(Collected data entries)
<<<<

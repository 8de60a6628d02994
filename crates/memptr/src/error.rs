//! Error types for member-reference dispatch

use std::fmt;

use thiserror::Error;

/// Which flavour of member reference an error concerns.
#[derive(Debug, Clone, Copy, PartialEq, Eq)]
pub enum ReferenceKind {
    /// Pointer to member function
    Method,
    /// Pointer to data member
    Field,
}

impl fmt::Display for ReferenceKind {
    fn fmt(&self, f: &mut fmt::Formatter<'_>) -> fmt::Result {
        match self {
            ReferenceKind::Method => write!(f, "method reference"),
            ReferenceKind::Field => write!(f, "field reference"),
        }
    }
}

/// Main error type for member-reference operations
#[derive(Error, Debug, Clone, PartialEq, Eq)]
pub enum DispatchError {
    /// A member reference was invoked or projected while unbound
    #[error("Invalid reference: {kind} of type `{declared}` is null")]
    InvalidReference {
        /// Method or field
        kind: ReferenceKind,
        /// Declared member-pointer type, e.g. `int (A::*)(int)`
        declared: String,
    },
}

impl DispatchError {
    /// Build an `InvalidReference` for a null reference of the given type.
    pub fn invalid_reference(kind: ReferenceKind, declared: impl Into<String>) -> Self {
        DispatchError::InvalidReference {
            kind,
            declared: declared.into(),
        }
    }
}

/// Result type alias for member-reference operations
pub type Result<T> = std::result::Result<T, DispatchError>;

#[cfg(test)]
mod tests {
    use super::*;

    #[test]
    fn test_invalid_reference_message() {
        let err = DispatchError::invalid_reference(ReferenceKind::Method, "int (A::*)(int)");
        assert_eq!(
            err.to_string(),
            "Invalid reference: method reference of type `int (A::*)(int)` is null"
        );
    }

    #[test]
    fn test_reference_kind_display() {
        assert_eq!(ReferenceKind::Field.to_string(), "field reference");
    }
}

>>>>

**AIM OF THE TASK:** Every line from the one that has "the given type." down to the last line above must be written out exactly, with both ends included and nothing else.

**SOLUTION TO THIS EXERCISE:**
    /// Build an `InvalidReference` for a null reference of the given type.
    pub fn invalid_reference(kind: ReferenceKind, declared: impl Into<String>) -> Self {
        DispatchError::InvalidReference {
            kind,
            declared: declared.into(),
        }
    }
}

/// Result type alias for member-reference operations
pub type Result<T> = std::result::Result<T, DispatchError>;

#[cfg(test)]
mod tests {
    use super::*;

    #[test]
    fn test_invalid_reference_message() {
        let err = DispatchError::invalid_reference(ReferenceKind::Method, "int (A::*)(int)");
        assert_eq!(
            err.to_string(),
            "Invalid reference: method reference of type `int (A::*)(int)` is null"
        );
    }

    #[test]
    fn test_reference_kind_display() {
        assert_eq!(ReferenceKind::Field.to_string(), "field reference");
    }
}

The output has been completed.